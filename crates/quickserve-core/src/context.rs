//! # Restaurant Context
//!
//! The single owner of restaurant-wide counters and id issuance.
//!
//! Factories, the tracker and the order service all take `&mut RestaurantContext`
//! instead of touching shared statics, so two restaurants (or two tests) never
//! see each other's numbering.
//!
//! ```text
//! ┌──────────────────────────────────────────────────────────┐
//! │ RestaurantContext                                        │
//! │   next_order_id(type)    ORD000001, ORD000002, ...       │
//! │                          counted in total and per type   │
//! │   next_customer_id()     CUST00001, ...                  │
//! │   next_notification_id() NOT000001, ...                  │
//! │   record_payment(amount) count + running amount          │
//! │   tax_rate               8% unless configured            │
//! │   now()                  shared clock                    │
//! └──────────────────────────────────────────────────────────┘
//! ```

use chrono::NaiveDateTime;
use serde::Serialize;
use std::collections::BTreeMap;
use std::sync::Arc;

use crate::clock::{Clock, SystemClock};
use crate::money::Money;
use crate::order::OrderType;
use crate::types::Rate;
use crate::DEFAULT_TAX_BPS;

/// Counters snapshot, suitable for reporting.
#[derive(Debug, Clone, Default, PartialEq, Eq, Serialize)]
pub struct ContextCounters {
    pub orders_created: u64,
    pub orders_by_type: BTreeMap<OrderType, u64>,
    pub customers_created: u64,
    pub notifications_sent: u64,
    pub payments_processed: u64,
    pub payments_amount: Money,
}

#[derive(Debug, Clone)]
pub struct RestaurantContext {
    restaurant_id: String,
    tax_rate: Rate,
    clock: Arc<dyn Clock>,
    counters: ContextCounters,
}

impl Default for RestaurantContext {
    fn default() -> Self {
        Self::new("QS001")
    }
}

impl RestaurantContext {
    pub fn new(restaurant_id: impl Into<String>) -> Self {
        RestaurantContext {
            restaurant_id: restaurant_id.into(),
            tax_rate: Rate::from_bps(DEFAULT_TAX_BPS),
            clock: Arc::new(SystemClock),
            counters: ContextCounters::default(),
        }
    }

    pub fn with_tax_rate(mut self, rate: Rate) -> Self {
        self.tax_rate = rate;
        self
    }

    pub fn with_clock(mut self, clock: Arc<dyn Clock>) -> Self {
        self.clock = clock;
        self
    }

    pub fn set_clock(&mut self, clock: Arc<dyn Clock>) {
        self.clock = clock;
    }

    /// The clock itself, for sharing with a discount resolver.
    pub fn clock(&self) -> Arc<dyn Clock> {
        Arc::clone(&self.clock)
    }

    pub fn now(&self) -> NaiveDateTime {
        self.clock.now()
    }

    pub fn restaurant_id(&self) -> &str {
        &self.restaurant_id
    }

    pub fn tax_rate(&self) -> Rate {
        self.tax_rate
    }

    pub fn set_tax_rate(&mut self, rate: Rate) {
        self.tax_rate = rate;
    }

    pub fn counters(&self) -> &ContextCounters {
        &self.counters
    }

    // =========================================================================
    // Id Issuance
    // =========================================================================

    /// Issues the next order id and counts the order under `order_type`.
    pub fn next_order_id(&mut self, order_type: OrderType) -> String {
        self.counters.orders_created += 1;
        *self.counters.orders_by_type.entry(order_type).or_insert(0) += 1;
        format!("ORD{:06}", self.counters.orders_created)
    }

    pub fn next_customer_id(&mut self) -> String {
        self.counters.customers_created += 1;
        format!("CUST{:05}", self.counters.customers_created)
    }

    pub fn next_notification_id(&mut self) -> String {
        self.counters.notifications_sent += 1;
        format!("NOT{:06}", self.counters.notifications_sent)
    }

    pub fn record_payment(&mut self, amount: Money) {
        self.counters.payments_processed += 1;
        self.counters.payments_amount += amount;
    }

    pub fn orders_of_type(&self, order_type: OrderType) -> u64 {
        self.counters
            .orders_by_type
            .get(&order_type)
            .copied()
            .unwrap_or(0)
    }
}

#[cfg(test)]
mod tests {
    use super::*;

    #[test]
    fn test_id_formats() {
        let mut ctx = RestaurantContext::default();
        assert_eq!(ctx.next_order_id(OrderType::DineIn), "ORD000001");
        assert_eq!(ctx.next_order_id(OrderType::Delivery), "ORD000002");
        assert_eq!(ctx.next_customer_id(), "CUST00001");
        assert_eq!(ctx.next_notification_id(), "NOT000001");
    }

    #[test]
    fn test_counters_are_per_context() {
        let mut a = RestaurantContext::new("A");
        let mut b = RestaurantContext::new("B");
        a.next_order_id(OrderType::Takeout);
        a.next_order_id(OrderType::Takeout);
        assert_eq!(b.next_order_id(OrderType::Takeout), "ORD000001");
        assert_eq!(a.orders_of_type(OrderType::Takeout), 2);
        assert_eq!(a.orders_of_type(OrderType::DriveThru), 0);
    }

    #[test]
    fn test_payment_totals_and_tax() {
        let mut ctx = RestaurantContext::new("QS002").with_tax_rate(Rate::from_bps(825));
        ctx.record_payment(Money::from_cents(1099));
        ctx.record_payment(Money::from_cents(501));
        assert_eq!(ctx.counters().payments_processed, 2);
        assert_eq!(ctx.counters().payments_amount.cents(), 1600);
        assert_eq!(ctx.tax_rate().bps(), 825);
    }

    #[test]
    fn test_shared_clock() {
        let fixed = crate::clock::FixedClock::at(2024, 3, 6, 15, 0).unwrap();
        let ctx = RestaurantContext::default().with_clock(Arc::new(fixed));
        assert_eq!(ctx.now(), fixed.now());
        assert_eq!(ctx.clock().now(), fixed.now());
    }
}
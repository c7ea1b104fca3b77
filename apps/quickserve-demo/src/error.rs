//! Error types for the demo application.

use quickserve_core::CoreError;

/// Demo application errors.
#[derive(Debug, thiserror::Error)]
pub enum DemoError {
    #[error("Failed to read or write config: {0}")]
    Io(#[from] std::io::Error),

    #[error("Invalid config file: {0}")]
    Parse(#[from] toml::de::Error),

    #[error("Failed to serialize config: {0}")]
    Serialize(#[from] toml::ser::Error),

    #[error("Invalid value for {key}: {value}")]
    InvalidValue { key: String, value: String },

    #[error("Invalid config: {0}")]
    InvalidConfig(String),

    #[error("No config path available")]
    NoConfigPath,

    #[error(transparent)]
    Core(#[from] CoreError),
}

pub type DemoResult<T> = Result<T, DemoError>;
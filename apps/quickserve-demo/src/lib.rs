//! # QuickServe Demo
//!
//! Runs a scripted restaurant day against `quickserve-core` and prints a
//! report.
//!
//! ## Startup Sequence
//! ```text
//! ┌─────────────────────────────────────────────────────────────────────────┐
//! │                       Application Startup                               │
//! │                                                                         │
//! │  1. Initialize Logging  (RUST_LOG, default info,quickserve=debug)      │
//! │  2. Load Config         (defaults ► quickserve.toml ► QUICKSERVE_*)    │
//! │  3. Run Scenarios       (discount showcase, restaurant day, closing)   │
//! │  4. Print Report                                                       │
//! └─────────────────────────────────────────────────────────────────────────┘
//! ```

pub mod config;
pub mod error;
pub mod scenarios;

use std::path::PathBuf;

use tracing::info;
use tracing_subscriber::EnvFilter;

use crate::config::AppConfig;
use crate::error::DemoResult;
use crate::scenarios::DemoReport;

/// Installs the global `tracing` subscriber.
pub fn init_tracing() {
    let filter = EnvFilter::try_from_default_env().unwrap_or_else(|_| EnvFilter::new("info,quickserve=debug"));

    tracing_subscriber::fmt().with_env_filter(filter).init();
}

/// Loads the config from `QUICKSERVE_CONFIG` (or the platform default path)
/// and runs every scenario.
pub fn run() -> DemoResult<DemoReport> {
    let config_path = std::env::var_os("QUICKSERVE_CONFIG").map(PathBuf::from);
    let config = AppConfig::load(config_path)?;
    info!(
        restaurant = %config.restaurant.id,
        rules = config.discounts.rules.len(),
        mode = %config.discounts.mode(),
        "Configuration loaded"
    );
    scenarios::run_day(&config)
}

/// Human-readable report.
pub fn render_report(report: &DemoReport) -> String {
    let mut out = String::new();
    out.push_str(&format!("{} ({} discounts)\n", report.restaurant, report.mode));

    out.push_str("\nDiscount showcase\n");
    for check in &report.discount_checks {
        out.push_str(&format!(
            "  {:<20} subtotal {:>8}  best: {} -{}  stacked: -{}\n",
            check.label, check.subtotal, check.best.rule_name, check.best.discount_amount, check.stacked.discount_amount
        ));
    }

    out.push_str("\nOrders\n");
    for order in &report.orders {
        out.push_str(&format!(
            "  {} {:<10} {:<8} {:?} discount {} ({}) total {} via {}\n",
            order.order_id,
            order.order_type,
            order.customer,
            order.priority,
            order.discount,
            order.discount_rule,
            order.total,
            order.payment
        ));
    }
    for order_id in &report.cancelled {
        out.push_str(&format!("  {} cancelled\n", order_id));
    }

    out.push_str("\nPayroll\n");
    for line in &report.payroll {
        out.push_str(&format!(
            "  {:<8} {:<16} {:>3}h  {}\n",
            line.employee, line.role, line.hours, line.pay.total
        ));
    }
    out.push_str(&format!("\nRefund {} ({})\n", report.refund.amount, report.refund.reason));

    let stats = &report.statistics;
    out.push_str(&format!(
        "\nCompleted {} / cancelled {}  revenue {}  average order {}  notifications {}\n",
        stats.completed_orders,
        stats.cancelled_orders,
        stats.revenue,
        stats.average_order_value,
        stats.tracking.notifications_sent
    ));

    let daily = &report.daily;
    out.push_str(&format!(
        "Closed {}: {} customers served, {} payments, staff peak {}, kitchen efficiency {:.1}%\n",
        daily.date, daily.sales.customers_served, daily.payment_transactions, daily.staff.on_duty_peak, daily.kitchen_efficiency
    ));
    out
}

#[cfg(test)]
mod tests {
    use super::*;

    #[test]
    fn test_render_report() {
        let mut config = AppConfig::default();
        config.demo.time = Some("2024-03-06T12:30:00".into());
        let report = scenarios::run_day(&config).unwrap();

        let text = render_report(&report);
        assert!(text.starts_with("QuickServe Downtown (best discounts)"));
        assert!(text.contains("Student lunch"));
        assert!(text.contains("cancelled"));
        assert!(text.contains("Refund $2.00"));
        assert!(text.contains("Closed 2024-03-06"));
    }
}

______________________________

ASSIGNMENT
Across the preceding material, how many lines contain the word "staff"? State the number alone.

FINISHED TASK
2